■ Work to be completed
Please write out word for word the opening lines of the material, including the line with "use gitmesh_types::Hash32;" as the last.

■ Data for processing
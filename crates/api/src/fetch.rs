// Path: crates/api/src/fetch.rs

//! Asynchronous object fetching and DHT announcement seams.

use async_trait::async_trait;
use gitmesh_types::error::PushError;
use gitmesh_types::push::PushNote;
use gitmesh_types::Hash32;
use std::io::{Read, Seek};
use std::sync::Arc;

/// A seekable reader over a received packfile.
pub trait PackReader: Read + Seek + Send {}

impl<T: Read + Seek + Send> PackReader for T {}

/// Handler invoked once per received packfile.
pub type PackHandler =
    Arc<dyn Fn(&mut dyn PackReader) -> Result<(), PushError> + Send + Sync>;

/// Completion callback for an asynchronous fetch. Invoked exactly once, on a
/// worker task, never while any pool lock is held.
pub type FetchDone = Box<dyn FnOnce(Result<(), PushError>) + Send>;

/// Fetches the objects a push note references that are missing locally.
///
/// Implementations must coalesce duplicate requests for the same note onto a
/// shared in-flight entry, retry internally up to a bound before surfacing
/// `FetchFailed`, and announce successfully fetched commits and tags to the
/// DHT.
pub trait ObjectFetcher: Send + Sync {
    /// Starts fetching in the background and returns immediately. `done`
    /// fires exactly once with the final outcome.
    fn fetch_async(&self, note: Arc<PushNote>, done: FetchDone);

    /// Installs the handler invoked for every received packfile, before any
    /// fetch is started.
    fn set_pack_handler(&self, handler: PackHandler);

    /// Cancels an in-flight fetch. The completion callback fires with
    /// [`PushError::Cancelled`]; partially received packs are discarded.
    fn cancel(&self, note_id: &Hash32);
}

/// A single hop to the content-addressed object transport: fetch a packfile
/// covering the requested objects from some peer.
#[async_trait]
pub trait ObjectSource: Send + Sync {
    /// Returns a packfile containing the requested objects for `repo`.
    async fn fetch_pack(&self, repo: &str, objects: &[String]) -> Result<Vec<u8>, PushError>;
}

/// Announces locally available objects to the DHT so other peers can find
/// them.
#[async_trait]
pub trait DhtAnnouncer: Send + Sync {
    /// Announces a commit or tag object by hash.
    async fn announce_object(&self, repo: &str, hash: &str);
}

■ Output below
filename crates/api/src/fetch.rs
// Path: crates/api/src/fetch.rs

//! Asynchronous object fetching and DHT announcement seams.

use async_trait::async_trait;
use gitmesh_types::error::PushError;
use gitmesh_types::push::PushNote;
use gitmesh_types::Hash32;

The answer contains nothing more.